- [SUPPLIED INFORMATION]:
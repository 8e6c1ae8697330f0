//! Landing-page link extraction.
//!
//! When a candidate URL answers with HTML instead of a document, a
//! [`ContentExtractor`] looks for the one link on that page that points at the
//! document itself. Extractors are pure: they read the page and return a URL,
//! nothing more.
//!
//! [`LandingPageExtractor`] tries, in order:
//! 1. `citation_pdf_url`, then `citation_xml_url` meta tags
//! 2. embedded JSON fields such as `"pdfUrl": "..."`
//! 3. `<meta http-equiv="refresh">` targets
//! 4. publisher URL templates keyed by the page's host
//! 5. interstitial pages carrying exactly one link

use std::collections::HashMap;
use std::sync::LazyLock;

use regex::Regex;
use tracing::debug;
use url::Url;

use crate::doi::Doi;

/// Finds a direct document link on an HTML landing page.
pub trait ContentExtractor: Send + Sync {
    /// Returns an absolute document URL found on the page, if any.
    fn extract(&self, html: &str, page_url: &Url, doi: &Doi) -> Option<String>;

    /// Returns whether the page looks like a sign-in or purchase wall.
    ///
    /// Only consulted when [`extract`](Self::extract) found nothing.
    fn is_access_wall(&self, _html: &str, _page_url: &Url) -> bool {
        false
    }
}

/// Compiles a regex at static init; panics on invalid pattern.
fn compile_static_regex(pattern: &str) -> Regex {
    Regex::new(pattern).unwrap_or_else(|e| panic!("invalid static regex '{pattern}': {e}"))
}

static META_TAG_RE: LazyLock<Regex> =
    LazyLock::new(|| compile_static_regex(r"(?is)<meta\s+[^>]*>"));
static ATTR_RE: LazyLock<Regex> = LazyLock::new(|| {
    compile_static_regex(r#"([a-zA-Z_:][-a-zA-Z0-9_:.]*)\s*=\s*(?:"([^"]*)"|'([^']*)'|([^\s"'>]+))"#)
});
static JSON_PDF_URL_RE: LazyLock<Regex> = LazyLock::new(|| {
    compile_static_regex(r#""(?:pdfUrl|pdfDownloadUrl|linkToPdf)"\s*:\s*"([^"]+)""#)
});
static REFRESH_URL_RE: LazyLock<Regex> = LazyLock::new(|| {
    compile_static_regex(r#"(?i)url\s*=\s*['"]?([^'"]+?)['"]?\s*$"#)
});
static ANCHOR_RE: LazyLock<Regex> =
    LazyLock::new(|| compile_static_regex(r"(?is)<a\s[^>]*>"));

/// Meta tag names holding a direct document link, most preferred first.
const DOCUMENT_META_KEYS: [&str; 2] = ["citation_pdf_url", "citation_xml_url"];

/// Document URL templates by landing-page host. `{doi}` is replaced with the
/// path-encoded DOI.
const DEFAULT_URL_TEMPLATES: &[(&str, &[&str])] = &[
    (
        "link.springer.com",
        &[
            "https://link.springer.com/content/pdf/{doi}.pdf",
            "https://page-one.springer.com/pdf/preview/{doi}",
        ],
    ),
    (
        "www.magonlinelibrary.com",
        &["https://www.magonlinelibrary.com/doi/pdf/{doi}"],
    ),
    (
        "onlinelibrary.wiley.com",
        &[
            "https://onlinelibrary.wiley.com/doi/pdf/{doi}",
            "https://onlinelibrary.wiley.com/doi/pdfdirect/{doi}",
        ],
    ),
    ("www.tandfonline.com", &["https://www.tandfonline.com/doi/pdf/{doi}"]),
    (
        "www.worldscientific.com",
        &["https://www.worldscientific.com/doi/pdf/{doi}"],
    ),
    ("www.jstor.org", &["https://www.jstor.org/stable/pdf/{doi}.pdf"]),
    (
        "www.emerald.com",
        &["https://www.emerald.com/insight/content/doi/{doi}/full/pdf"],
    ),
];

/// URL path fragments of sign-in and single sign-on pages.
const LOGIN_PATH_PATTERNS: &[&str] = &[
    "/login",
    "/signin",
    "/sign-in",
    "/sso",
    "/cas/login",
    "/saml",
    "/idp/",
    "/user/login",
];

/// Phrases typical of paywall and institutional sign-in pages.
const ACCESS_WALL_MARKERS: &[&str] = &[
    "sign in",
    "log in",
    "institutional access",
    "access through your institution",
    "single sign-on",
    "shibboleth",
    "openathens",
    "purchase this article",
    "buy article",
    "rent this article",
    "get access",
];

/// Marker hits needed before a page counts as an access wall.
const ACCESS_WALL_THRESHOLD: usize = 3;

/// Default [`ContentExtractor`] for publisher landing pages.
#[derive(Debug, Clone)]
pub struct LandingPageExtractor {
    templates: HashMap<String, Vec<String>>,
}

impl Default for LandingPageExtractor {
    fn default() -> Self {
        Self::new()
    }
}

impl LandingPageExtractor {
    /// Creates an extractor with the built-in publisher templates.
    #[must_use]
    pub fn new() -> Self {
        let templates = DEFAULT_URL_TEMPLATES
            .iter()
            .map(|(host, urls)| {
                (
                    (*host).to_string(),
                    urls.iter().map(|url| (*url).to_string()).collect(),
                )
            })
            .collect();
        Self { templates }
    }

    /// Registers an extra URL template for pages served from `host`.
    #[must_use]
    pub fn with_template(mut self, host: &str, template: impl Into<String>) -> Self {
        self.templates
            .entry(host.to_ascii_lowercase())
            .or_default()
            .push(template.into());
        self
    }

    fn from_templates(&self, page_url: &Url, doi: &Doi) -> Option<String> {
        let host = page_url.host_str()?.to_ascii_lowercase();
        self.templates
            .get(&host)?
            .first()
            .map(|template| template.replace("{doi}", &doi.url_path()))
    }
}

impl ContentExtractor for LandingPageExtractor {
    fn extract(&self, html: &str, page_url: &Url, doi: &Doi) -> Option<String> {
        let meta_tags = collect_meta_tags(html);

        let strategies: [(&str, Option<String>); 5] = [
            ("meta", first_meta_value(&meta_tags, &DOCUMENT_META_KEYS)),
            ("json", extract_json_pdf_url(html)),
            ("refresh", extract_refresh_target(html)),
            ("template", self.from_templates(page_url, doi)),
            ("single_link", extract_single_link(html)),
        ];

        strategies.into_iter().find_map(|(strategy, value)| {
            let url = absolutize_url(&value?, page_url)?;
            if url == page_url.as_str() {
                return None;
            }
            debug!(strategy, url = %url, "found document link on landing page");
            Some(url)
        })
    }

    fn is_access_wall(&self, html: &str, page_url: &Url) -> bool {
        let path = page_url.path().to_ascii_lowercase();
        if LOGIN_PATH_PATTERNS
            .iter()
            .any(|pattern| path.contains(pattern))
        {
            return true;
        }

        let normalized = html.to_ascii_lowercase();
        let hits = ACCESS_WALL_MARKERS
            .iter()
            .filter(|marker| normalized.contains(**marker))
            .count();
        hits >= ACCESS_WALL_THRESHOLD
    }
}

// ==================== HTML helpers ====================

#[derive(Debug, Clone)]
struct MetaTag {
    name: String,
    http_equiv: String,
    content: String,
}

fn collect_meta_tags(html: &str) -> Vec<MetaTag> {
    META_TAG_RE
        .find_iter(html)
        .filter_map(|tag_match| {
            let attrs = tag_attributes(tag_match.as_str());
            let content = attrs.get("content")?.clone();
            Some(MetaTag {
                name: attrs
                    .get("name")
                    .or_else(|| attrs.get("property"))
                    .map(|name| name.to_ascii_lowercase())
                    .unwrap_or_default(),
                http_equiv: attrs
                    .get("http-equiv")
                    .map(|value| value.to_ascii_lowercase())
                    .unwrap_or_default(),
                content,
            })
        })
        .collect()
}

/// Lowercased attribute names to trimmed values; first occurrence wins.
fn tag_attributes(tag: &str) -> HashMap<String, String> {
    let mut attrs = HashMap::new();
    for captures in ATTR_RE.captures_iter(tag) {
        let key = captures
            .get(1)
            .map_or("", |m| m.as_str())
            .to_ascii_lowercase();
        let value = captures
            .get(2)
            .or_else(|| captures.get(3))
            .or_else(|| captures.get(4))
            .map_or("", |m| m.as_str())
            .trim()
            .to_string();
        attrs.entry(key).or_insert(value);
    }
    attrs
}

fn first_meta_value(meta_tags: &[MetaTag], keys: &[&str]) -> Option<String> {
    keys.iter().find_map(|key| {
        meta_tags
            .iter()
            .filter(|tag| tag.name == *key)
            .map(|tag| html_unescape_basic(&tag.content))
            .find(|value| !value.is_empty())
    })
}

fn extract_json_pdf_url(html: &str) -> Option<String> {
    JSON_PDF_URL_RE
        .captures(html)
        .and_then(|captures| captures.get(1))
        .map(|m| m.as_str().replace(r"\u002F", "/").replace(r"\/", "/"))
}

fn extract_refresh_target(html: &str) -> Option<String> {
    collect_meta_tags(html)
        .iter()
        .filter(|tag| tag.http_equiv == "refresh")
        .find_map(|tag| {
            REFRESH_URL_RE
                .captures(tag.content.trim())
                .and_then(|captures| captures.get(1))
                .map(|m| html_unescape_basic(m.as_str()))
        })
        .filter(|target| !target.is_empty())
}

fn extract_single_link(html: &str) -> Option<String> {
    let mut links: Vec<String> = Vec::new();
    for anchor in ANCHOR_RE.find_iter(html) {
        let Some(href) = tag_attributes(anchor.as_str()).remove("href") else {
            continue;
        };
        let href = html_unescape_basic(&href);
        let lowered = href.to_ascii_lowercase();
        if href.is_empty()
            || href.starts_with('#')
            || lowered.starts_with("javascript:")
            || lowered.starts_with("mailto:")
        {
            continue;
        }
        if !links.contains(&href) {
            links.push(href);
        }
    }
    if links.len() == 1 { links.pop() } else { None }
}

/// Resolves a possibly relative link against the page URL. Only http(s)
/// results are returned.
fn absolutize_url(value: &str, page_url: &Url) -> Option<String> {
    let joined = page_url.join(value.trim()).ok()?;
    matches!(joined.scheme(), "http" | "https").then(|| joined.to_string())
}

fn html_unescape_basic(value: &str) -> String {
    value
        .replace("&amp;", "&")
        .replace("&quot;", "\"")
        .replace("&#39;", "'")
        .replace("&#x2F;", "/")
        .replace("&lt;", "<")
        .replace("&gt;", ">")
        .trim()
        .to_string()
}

* * *

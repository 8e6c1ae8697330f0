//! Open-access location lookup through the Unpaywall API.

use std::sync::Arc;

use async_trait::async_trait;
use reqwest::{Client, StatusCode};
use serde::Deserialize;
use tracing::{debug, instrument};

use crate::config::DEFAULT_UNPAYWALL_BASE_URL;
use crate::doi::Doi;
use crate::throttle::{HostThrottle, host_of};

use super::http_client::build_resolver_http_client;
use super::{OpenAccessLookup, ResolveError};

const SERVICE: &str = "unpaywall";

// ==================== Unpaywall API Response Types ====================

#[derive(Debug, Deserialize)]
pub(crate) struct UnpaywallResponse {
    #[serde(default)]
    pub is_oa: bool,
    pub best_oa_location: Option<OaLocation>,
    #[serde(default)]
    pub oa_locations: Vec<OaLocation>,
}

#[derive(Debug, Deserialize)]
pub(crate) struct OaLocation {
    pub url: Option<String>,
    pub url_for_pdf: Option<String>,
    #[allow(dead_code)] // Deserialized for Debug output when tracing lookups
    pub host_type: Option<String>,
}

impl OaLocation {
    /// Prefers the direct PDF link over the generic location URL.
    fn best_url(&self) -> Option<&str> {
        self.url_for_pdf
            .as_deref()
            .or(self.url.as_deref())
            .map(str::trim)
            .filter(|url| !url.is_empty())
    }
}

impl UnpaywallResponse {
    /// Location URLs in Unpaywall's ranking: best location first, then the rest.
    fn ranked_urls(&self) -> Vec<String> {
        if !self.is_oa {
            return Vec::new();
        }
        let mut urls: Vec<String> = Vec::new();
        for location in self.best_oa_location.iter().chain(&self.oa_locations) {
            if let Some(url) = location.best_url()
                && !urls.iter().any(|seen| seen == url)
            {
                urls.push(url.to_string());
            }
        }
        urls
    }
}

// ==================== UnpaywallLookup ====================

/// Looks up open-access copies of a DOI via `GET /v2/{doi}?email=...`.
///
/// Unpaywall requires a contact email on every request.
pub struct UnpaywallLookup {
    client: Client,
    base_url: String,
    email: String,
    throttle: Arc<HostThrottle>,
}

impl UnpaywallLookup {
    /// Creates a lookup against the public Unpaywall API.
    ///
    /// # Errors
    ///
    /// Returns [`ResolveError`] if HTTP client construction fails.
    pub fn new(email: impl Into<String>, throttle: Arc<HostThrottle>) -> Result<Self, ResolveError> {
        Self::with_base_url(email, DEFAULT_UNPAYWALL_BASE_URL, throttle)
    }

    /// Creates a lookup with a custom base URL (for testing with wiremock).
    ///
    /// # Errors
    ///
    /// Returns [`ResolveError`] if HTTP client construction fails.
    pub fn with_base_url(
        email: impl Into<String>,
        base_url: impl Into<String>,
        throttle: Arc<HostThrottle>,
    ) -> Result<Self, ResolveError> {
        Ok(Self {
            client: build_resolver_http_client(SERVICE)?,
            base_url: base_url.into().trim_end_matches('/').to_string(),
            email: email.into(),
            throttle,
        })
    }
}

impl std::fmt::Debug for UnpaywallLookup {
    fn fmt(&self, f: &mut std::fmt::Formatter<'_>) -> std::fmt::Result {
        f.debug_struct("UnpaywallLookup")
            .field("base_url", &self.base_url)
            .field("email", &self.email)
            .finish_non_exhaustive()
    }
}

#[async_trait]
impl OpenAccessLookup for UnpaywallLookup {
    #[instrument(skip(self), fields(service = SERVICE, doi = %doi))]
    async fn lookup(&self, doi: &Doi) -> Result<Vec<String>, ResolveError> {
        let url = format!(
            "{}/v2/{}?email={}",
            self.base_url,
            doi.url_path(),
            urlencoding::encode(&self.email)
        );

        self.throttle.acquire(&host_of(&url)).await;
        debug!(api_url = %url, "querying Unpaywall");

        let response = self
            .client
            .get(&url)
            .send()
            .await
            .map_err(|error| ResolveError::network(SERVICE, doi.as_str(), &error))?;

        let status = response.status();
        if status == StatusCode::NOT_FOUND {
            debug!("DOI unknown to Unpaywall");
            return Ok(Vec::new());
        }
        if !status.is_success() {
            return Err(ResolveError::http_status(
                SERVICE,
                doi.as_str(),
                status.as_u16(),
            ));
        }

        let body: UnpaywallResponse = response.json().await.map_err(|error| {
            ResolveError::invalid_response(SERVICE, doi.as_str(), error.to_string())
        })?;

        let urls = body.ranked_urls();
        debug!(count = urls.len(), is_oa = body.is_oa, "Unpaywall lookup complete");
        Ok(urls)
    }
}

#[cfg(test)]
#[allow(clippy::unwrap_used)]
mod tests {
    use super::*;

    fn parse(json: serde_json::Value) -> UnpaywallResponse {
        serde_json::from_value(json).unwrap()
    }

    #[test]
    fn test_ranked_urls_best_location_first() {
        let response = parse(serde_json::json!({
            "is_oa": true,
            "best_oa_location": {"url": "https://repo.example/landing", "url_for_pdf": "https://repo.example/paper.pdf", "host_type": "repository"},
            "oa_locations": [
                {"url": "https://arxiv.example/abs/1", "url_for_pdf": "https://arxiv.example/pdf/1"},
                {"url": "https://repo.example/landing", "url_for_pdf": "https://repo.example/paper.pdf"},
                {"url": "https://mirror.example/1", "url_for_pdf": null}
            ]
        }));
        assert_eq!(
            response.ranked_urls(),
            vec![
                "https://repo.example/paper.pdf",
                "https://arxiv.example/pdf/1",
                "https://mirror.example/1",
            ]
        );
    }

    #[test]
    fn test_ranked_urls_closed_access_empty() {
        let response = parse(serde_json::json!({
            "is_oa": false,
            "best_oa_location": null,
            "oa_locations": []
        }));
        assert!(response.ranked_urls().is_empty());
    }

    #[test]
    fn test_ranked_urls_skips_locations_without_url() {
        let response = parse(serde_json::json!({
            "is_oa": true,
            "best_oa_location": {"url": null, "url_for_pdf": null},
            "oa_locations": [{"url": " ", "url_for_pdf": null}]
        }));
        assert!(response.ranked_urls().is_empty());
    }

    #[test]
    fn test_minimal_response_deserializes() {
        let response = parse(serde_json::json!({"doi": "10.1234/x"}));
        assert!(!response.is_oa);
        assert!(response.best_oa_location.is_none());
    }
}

* * *

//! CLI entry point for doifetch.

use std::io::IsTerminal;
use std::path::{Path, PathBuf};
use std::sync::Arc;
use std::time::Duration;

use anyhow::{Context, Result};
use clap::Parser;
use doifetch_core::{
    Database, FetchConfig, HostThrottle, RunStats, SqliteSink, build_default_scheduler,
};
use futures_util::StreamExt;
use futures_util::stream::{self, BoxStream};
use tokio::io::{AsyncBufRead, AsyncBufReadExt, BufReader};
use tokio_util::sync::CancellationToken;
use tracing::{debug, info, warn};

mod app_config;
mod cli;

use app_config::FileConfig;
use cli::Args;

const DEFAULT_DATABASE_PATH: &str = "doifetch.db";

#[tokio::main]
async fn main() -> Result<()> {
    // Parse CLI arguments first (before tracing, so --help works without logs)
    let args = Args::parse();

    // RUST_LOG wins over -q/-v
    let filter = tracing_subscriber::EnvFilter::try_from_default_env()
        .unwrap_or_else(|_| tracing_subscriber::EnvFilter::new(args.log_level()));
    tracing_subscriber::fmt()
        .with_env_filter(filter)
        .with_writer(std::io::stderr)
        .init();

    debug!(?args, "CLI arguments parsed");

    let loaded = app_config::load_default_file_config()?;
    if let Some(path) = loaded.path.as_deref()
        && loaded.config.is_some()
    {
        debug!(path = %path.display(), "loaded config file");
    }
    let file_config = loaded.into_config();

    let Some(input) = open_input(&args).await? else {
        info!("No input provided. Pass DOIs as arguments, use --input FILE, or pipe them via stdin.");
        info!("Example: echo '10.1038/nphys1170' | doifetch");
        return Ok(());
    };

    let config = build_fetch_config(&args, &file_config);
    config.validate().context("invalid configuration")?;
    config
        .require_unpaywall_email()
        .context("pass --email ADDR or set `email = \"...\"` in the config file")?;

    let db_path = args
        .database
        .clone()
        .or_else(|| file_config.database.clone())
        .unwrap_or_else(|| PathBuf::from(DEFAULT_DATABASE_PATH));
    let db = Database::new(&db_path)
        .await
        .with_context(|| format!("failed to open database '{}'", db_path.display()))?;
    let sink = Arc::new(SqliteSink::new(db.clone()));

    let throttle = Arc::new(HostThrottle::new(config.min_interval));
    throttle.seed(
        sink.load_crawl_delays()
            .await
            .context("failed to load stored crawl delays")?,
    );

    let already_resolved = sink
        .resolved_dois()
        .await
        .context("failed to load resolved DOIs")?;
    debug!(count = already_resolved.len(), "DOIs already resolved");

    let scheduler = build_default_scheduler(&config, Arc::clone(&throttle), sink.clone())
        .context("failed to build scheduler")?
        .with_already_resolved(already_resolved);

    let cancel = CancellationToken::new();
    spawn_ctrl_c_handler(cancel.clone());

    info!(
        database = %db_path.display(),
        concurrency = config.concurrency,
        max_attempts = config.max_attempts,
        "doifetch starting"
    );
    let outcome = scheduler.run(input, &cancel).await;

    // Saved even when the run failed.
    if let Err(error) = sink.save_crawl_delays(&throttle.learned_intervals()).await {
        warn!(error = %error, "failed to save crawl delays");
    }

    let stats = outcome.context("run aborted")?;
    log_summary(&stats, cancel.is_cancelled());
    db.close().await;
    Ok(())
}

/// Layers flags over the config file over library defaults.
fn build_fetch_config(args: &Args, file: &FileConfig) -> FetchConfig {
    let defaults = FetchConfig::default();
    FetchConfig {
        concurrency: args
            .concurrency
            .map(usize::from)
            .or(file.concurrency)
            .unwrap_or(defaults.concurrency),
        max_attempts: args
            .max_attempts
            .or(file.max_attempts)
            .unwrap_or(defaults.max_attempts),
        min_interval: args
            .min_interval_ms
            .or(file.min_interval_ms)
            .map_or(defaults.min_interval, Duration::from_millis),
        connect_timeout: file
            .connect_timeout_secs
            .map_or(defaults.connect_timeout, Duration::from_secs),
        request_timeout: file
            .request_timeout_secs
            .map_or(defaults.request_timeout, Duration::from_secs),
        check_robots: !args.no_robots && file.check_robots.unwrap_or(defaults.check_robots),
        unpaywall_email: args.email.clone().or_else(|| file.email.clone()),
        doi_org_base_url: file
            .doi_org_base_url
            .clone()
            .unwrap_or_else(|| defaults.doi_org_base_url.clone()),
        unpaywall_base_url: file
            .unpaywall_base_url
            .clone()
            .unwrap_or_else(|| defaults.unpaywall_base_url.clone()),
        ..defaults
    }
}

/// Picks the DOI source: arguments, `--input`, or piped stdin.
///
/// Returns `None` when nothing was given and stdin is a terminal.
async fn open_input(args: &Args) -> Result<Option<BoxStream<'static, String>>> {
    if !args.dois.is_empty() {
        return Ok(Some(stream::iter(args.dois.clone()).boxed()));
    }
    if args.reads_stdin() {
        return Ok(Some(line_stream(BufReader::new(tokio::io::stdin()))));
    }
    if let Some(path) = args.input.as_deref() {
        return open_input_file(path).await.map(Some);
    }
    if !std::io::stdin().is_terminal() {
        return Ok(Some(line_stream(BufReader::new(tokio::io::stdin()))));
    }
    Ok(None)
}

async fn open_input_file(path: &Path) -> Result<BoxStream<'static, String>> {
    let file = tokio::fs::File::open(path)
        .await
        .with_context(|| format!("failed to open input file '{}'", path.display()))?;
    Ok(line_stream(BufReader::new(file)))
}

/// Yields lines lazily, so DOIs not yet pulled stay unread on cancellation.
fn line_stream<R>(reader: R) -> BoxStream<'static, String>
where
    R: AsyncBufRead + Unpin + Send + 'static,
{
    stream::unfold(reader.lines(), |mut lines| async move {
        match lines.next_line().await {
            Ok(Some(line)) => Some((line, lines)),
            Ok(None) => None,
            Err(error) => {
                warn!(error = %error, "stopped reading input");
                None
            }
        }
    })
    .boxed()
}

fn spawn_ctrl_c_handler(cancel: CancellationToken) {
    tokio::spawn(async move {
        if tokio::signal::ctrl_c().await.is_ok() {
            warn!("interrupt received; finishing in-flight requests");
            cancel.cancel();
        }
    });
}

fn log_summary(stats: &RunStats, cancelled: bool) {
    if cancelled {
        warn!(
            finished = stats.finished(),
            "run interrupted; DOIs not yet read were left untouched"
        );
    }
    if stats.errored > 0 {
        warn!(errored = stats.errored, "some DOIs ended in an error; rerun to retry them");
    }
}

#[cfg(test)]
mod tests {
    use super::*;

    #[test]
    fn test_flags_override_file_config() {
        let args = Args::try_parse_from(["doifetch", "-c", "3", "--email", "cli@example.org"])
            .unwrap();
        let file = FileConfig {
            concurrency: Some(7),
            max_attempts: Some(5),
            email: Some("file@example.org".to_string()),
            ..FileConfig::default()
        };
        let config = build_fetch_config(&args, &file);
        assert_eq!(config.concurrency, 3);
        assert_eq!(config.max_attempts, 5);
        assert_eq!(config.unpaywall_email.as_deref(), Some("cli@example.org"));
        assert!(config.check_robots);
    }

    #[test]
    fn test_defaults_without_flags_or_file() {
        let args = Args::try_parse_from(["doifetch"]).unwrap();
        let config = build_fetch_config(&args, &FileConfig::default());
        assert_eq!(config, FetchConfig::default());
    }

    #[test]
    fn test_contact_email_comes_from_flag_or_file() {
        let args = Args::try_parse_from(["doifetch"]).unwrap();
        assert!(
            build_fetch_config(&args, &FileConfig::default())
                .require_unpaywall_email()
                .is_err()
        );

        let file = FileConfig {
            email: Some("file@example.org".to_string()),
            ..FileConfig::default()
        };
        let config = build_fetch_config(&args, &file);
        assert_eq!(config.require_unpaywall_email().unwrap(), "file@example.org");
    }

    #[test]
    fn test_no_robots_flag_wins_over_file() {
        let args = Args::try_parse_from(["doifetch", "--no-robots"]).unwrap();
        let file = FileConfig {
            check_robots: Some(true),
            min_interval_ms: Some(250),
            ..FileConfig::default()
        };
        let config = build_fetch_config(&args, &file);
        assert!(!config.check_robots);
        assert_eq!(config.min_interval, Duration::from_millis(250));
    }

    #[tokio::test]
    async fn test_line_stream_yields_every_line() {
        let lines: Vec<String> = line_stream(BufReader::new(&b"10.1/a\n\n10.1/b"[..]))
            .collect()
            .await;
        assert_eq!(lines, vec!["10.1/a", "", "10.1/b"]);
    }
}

- [PROBLEM REQUIREMENTS]: Return all lines from the data that include the string "boxed".

- [TASK ANSWER]:
        return Ok(Some(stream::iter(args.dois.clone()).boxed()));
    .boxed()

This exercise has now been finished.